──────── Records provided ────────

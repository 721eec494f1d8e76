//! redb table definitions for the coordination store.
//!
//! Keys are `&str`, values are JSON unless noted. Object keys follow
//! `{type}/{subtype}/{name}` with an empty subtype segment when absent;
//! queue entries are `{queue}/{sequence:020}` so key order is FIFO order.

use redb::TableDefinition;

/// Scoped objects wrapped in an expiry envelope.
pub const OBJECTS: TableDefinition<&str, &[u8]> = TableDefinition::new("objects");

/// Lock leases keyed by the encoded object key they protect.
pub const LOCKS: TableDefinition<&str, &[u8]> = TableDefinition::new("locks");

/// Queue entries keyed by `{queue}/{sequence}`.
pub const QUEUES: TableDefinition<&str, &[u8]> = TableDefinition::new("queues");

/// Next sequence number per queue name.
pub const QUEUE_SEQUENCES: TableDefinition<&str, u64> = TableDefinition::new("queue_sequences");
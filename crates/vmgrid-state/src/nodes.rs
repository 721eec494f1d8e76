//! Node liveness registry.
//!
//! A node proves it is alive by rewriting its record before the TTL runs
//! out. A missing record means the node is down.

use std::time::Duration;

use tracing::debug;

use crate::db::ClusterDb;
use crate::error::StateResult;
use crate::types::Node;

const NODE: &str = "node";

impl ClusterDb {
    /// Heartbeat for this node.
    pub fn see_this_node(&self) -> StateResult<Node> {
        let node = Node {
            fqdn: self.config().node_name.clone(),
            ip: self.config().node_ip.clone(),
            lastseen: self.now(),
            version: vmgrid_core::VERSION.to_string(),
        };
        self.write(
            NODE,
            None,
            &node.fqdn,
            &node,
            Some(Duration::from_secs(self.config().node_ttl)),
        )?;
        debug!(node = %node.fqdn, ip = %node.ip, "node heartbeat recorded");
        Ok(node)
    }

    pub fn get_node(&self, fqdn: &str) -> StateResult<Option<Node>> {
        self.read(NODE, None, fqdn)
    }

    /// Every node whose heartbeat has not lapsed.
    pub fn get_nodes(&self) -> StateResult<Vec<Node>> {
        self.read_all(NODE, None)
    }

    pub fn get_node_ips(&self) -> StateResult<Vec<String>> {
        Ok(self.get_nodes()?.into_iter().map(|n| n.ip).collect())
    }

    /// The live node configured as the network node, if it is up.
    pub fn get_network_node(&self) -> StateResult<Option<Node>> {
        let wanted = &self.config().network_node_ip;
        Ok(self.get_nodes()?.into_iter().find(|n| &n.ip == wanted))
    }
}
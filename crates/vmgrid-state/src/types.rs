//! Domain types for the cluster state layer.
//!
//! Each record is a closed struct serialized to JSON in the coordination
//! store. Fields this version does not know about are ignored on read, so
//! newer writers do not break older readers; they are not written back.

use std::collections::BTreeMap;

use serde::{Deserialize, Serialize};
use vmgrid_store::Lockable;

/// Sentinel network uuid for the externally routable address pool.
pub const FLOATING_NETWORK: &str = "floating";

/// Fractional seconds since the unix epoch.
pub type Timestamp = f64;

/// A lifecycle state with terminal members.
pub trait LifecycleState: Copy + PartialEq + std::fmt::Debug {
    /// `deleted` or `error`: eligible for hard delete once old enough.
    fn is_terminal(self) -> bool;

    /// Whether a record in this state may move to `next`.
    fn can_transition_to(self, next: Self) -> bool;
}

/// A record tracked by a lifecycle state plus its last transition time.
pub trait Tracked {
    type State: LifecycleState;
    const OBJECT_TYPE: &'static str;

    fn uuid(&self) -> &str;
    fn state(&self) -> Self::State;
    fn state_updated(&self) -> Timestamp;
}

macro_rules! lifecycle {
    ($name:ident { $($variant:ident),+ $(,)? }) => {
        #[derive(Debug, Clone, Copy, PartialEq, Eq, Hash, Serialize, Deserialize)]
        #[serde(rename_all = "kebab-case")]
        pub enum $name {
            $($variant),+
        }

        impl LifecycleState for $name {
            fn is_terminal(self) -> bool {
                matches!(self, $name::Deleted | $name::Error)
            }

            fn can_transition_to(self, next: Self) -> bool {
                match self {
                    $name::Deleted => false,
                    $name::Error => next == $name::Deleted,
                    _ => true,
                }
            }
        }
    };
}

lifecycle!(NetworkState { Initial, Created, Deleting, Deleted, Error });
lifecycle!(InstanceState { Initial, Preflight, Creating, Created, Deleting, Deleted, Error });
lifecycle!(InterfaceState { Initial, Created, Deleted, Error });

// ── Node ──────────────────────────────────────────────────────────

/// Liveness record for a hypervisor node. Absent once its TTL lapses.
#[derive(Debug, Clone, Serialize, Deserialize, PartialEq)]
pub struct Node {
    pub fqdn: String,
    pub ip: String,
    pub lastseen: Timestamp,
    pub version: String,
}

// ── Network ───────────────────────────────────────────────────────

#[derive(Debug, Clone, Serialize, Deserialize, PartialEq)]
pub struct Network {
    pub uuid: String,
    /// VXLAN id. Zero only for the floating pool, which has none.
    pub vxid: u32,
    pub netblock: String,
    pub provide_dhcp: bool,
    pub provide_nat: bool,
    pub namespace: String,
    pub floating_gateway: Option<String>,
    pub name: String,
    pub state: NetworkState,
    pub state_updated: Timestamp,
}

// ── Instance ──────────────────────────────────────────────────────

/// Hypervisor-reported power state.
#[derive(Debug, Clone, Copy, PartialEq, Eq, Hash, Default, Serialize, Deserialize)]
#[serde(rename_all = "kebab-case")]
pub enum PowerState {
    #[default]
    Unknown,
    On,
    Off,
    Paused,
    Crashed,
    TransitionToOn,
    TransitionToOff,
    TransitionToPaused,
}

impl PowerState {
    /// A user-initiated change that the hypervisor has not confirmed yet.
    pub fn is_transition(self) -> bool {
        matches!(
            self,
            PowerState::TransitionToOn | PowerState::TransitionToOff | PowerState::TransitionToPaused
        )
    }
}

#[derive(Debug, Clone, Serialize, Deserialize, PartialEq)]
pub struct DiskSpec {
    pub size: Option<u64>,
    pub base: Option<String>,
    pub bus: Option<String>,
    #[serde(rename = "type", default = "default_disk_type")]
    pub kind: String,
}

fn default_disk_type() -> String {
    "disk".to_string()
}

#[derive(Debug, Clone, Serialize, Deserialize, PartialEq)]
pub struct VideoSpec {
    pub model: String,
    pub memory: u32,
}

impl Default for VideoSpec {
    fn default() -> Self {
        Self {
            model: "cirrus".to_string(),
            memory: 16384,
        }
    }
}

/// What a caller supplies to create an instance.
#[derive(Debug, Clone, Default, PartialEq)]
pub struct InstanceSpec {
    pub name: String,
    pub cpus: u32,
    pub memory_mb: u64,
    pub disk_spec: Vec<DiskSpec>,
    pub ssh_key: Option<String>,
    pub user_data: Option<String>,
    pub namespace: String,
    pub video: VideoSpec,
    pub requested_placement: Option<String>,
}

#[derive(Debug, Clone, Serialize, Deserialize, PartialEq)]
pub struct Instance {
    pub uuid: String,
    pub name: String,
    pub cpus: u32,
    pub memory_mb: u64,
    pub disk_spec: Vec<DiskSpec>,
    pub ssh_key: Option<String>,
    /// Node that currently owns this instance.
    pub node: Option<String>,
    pub console_port: Option<u16>,
    pub vdi_port: Option<u16>,
    /// Node the console and VDI ports are registered on.
    #[serde(default)]
    pub console_node: Option<String>,
    pub user_data: Option<String>,
    /// Opaque block device layout computed by the owning node.
    pub block_devices: Option<serde_json::Value>,
    pub state: InstanceState,
    pub state_updated: Timestamp,
    pub namespace: String,
    pub power_state: PowerState,
    pub power_state_previous: PowerState,
    pub power_state_updated: Timestamp,
    pub video: VideoSpec,
    pub node_history: Vec<String>,
    pub error_message: Option<String>,
    pub requested_placement: Option<String>,
    pub placement_attempts: u32,
    pub enforced_deletes: u32,
}

/// Listing filter for [`crate::ClusterDb::get_instances`].
#[derive(Debug, Clone, Default)]
pub struct InstanceFilter {
    pub only_node: Option<String>,
    pub include_deleted: bool,
    pub namespace: Option<String>,
}

// ── Network interface ─────────────────────────────────────────────

/// What a caller supplies to attach an instance to a network.
#[derive(Debug, Clone, Default, PartialEq)]
pub struct NetDesc {
    pub network_uuid: String,
    pub address: Option<String>,
    pub macaddress: Option<String>,
    pub model: Option<String>,
}

#[derive(Debug, Clone, Serialize, Deserialize, PartialEq)]
pub struct NetworkInterface {
    pub uuid: String,
    pub network_uuid: String,
    pub instance_uuid: String,
    pub macaddr: String,
    pub ipv4: Option<String>,
    pub order: u32,
    pub floating: Option<String>,
    pub state: InterfaceState,
    pub state_updated: Timestamp,
    pub model: String,
}

// ── Snapshot / event / metrics ────────────────────────────────────

#[derive(Debug, Clone, Serialize, Deserialize, PartialEq)]
pub struct Snapshot {
    pub uuid: String,
    pub device: String,
    pub instance_uuid: String,
    pub created: Timestamp,
}

/// One audit trail entry. Never mutated once written.
#[derive(Debug, Clone, Serialize, Deserialize, PartialEq)]
pub struct Event {
    pub timestamp: Timestamp,
    pub object_type: String,
    pub object_uuid: String,
    /// Node that recorded the event.
    pub fqdn: String,
    pub operation: String,
    pub phase: String,
    pub duration: Option<f64>,
    pub message: Option<String>,
}

/// A node's full set of metrics, replaced wholesale on every report.
pub type Metrics = BTreeMap<String, serde_json::Value>;

#[derive(Debug, Clone, Serialize, Deserialize, PartialEq)]
pub struct MetricsRecord {
    pub fqdn: String,
    pub timestamp: Timestamp,
    pub metrics: Metrics,
}

// ── Trait impls ───────────────────────────────────────────────────

impl Tracked for Network {
    type State = NetworkState;
    const OBJECT_TYPE: &'static str = "network";

    fn uuid(&self) -> &str {
        &self.uuid
    }
    fn state(&self) -> NetworkState {
        self.state
    }
    fn state_updated(&self) -> Timestamp {
        self.state_updated
    }
}

impl Tracked for Instance {
    type State = InstanceState;
    const OBJECT_TYPE: &'static str = "instance";

    fn uuid(&self) -> &str {
        &self.uuid
    }
    fn state(&self) -> InstanceState {
        self.state
    }
    fn state_updated(&self) -> Timestamp {
        self.state_updated
    }
}

impl Tracked for NetworkInterface {
    type State = InterfaceState;
    const OBJECT_TYPE: &'static str = "networkinterface";

    fn uuid(&self) -> &str {
        &self.uuid
    }
    fn state(&self) -> InterfaceState {
        self.state
    }
    fn state_updated(&self) -> Timestamp {
        self.state_updated
    }
}

impl Lockable for Network {
    fn object_type(&self) -> &'static str {
        Self::OBJECT_TYPE
    }
    fn unique_label(&self) -> &str {
        &self.uuid
    }
}

impl Lockable for Instance {
    fn object_type(&self) -> &'static str {
        Self::OBJECT_TYPE
    }
    fn unique_label(&self) -> &str {
        &self.uuid
    }
}

impl Lockable for NetworkInterface {
    fn object_type(&self) -> &'static str {
        Self::OBJECT_TYPE
    }
    fn unique_label(&self) -> &str {
        &self.uuid
    }
}

#[cfg(test)]
mod tests {
    use super::*;

    #[test]
    fn states_serialize_kebab_case() {
        assert_eq!(serde_json::to_string(&InstanceState::Created).unwrap(), "\"created\"");
        assert_eq!(
            serde_json::to_string(&PowerState::TransitionToOn).unwrap(),
            "\"transition-to-on\""
        );
    }

    #[test]
    fn terminal_states() {
        assert!(InstanceState::Deleted.is_terminal());
        assert!(NetworkState::Error.is_terminal());
        assert!(!InterfaceState::Created.is_terminal());
    }

    #[test]
    fn deleted_is_final_and_error_only_leads_to_deleted() {
        assert!(!InstanceState::Deleted.can_transition_to(InstanceState::Created));
        assert!(InstanceState::Error.can_transition_to(InstanceState::Deleted));
        assert!(!InstanceState::Error.can_transition_to(InstanceState::Created));
        assert!(InstanceState::Initial.can_transition_to(InstanceState::Error));
    }

    #[test]
    fn disk_spec_type_field_is_renamed() {
        let disk: DiskSpec = serde_json::from_str(r#"{"size": 8, "base": "debian", "bus": null}"#).unwrap();
        assert_eq!(disk.kind, "disk");
        let json = serde_json::to_value(&disk).unwrap();
        assert_eq!(json["type"], "disk");
    }

    #[test]
    fn unknown_fields_are_ignored() {
        let raw = r#"{"fqdn": "sf-1", "ip": "10.0.0.1", "lastseen": 1.0, "version": "0.1.0", "extra": true}"#;
        let node: Node = serde_json::from_str(raw).unwrap();
        assert_eq!(node.fqdn, "sf-1");
    }
}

────────

- **Work required**:
Look above and return each line of the records exactly, from the very first through the line with "pub const LOCKS: TableDefinition<&str, &[u8]>", both included.

- **Written answer**:
repository 721eec494f1d8e76
//! redb table definitions for the coordination store.
//!
//! Keys are `&str`, values are JSON unless noted. Object keys follow
//! `{type}/{subtype}/{name}` with an empty subtype segment when absent;
//! queue entries are `{queue}/{sequence:020}` so key order is FIFO order.

use redb::TableDefinition;

/// Scoped objects wrapped in an expiry envelope.
pub const OBJECTS: TableDefinition<&str, &[u8]> = TableDefinition::new("objects");

/// Lock leases keyed by the encoded object key they protect.
pub const LOCKS: TableDefinition<&str, &[u8]> = TableDefinition::new("locks");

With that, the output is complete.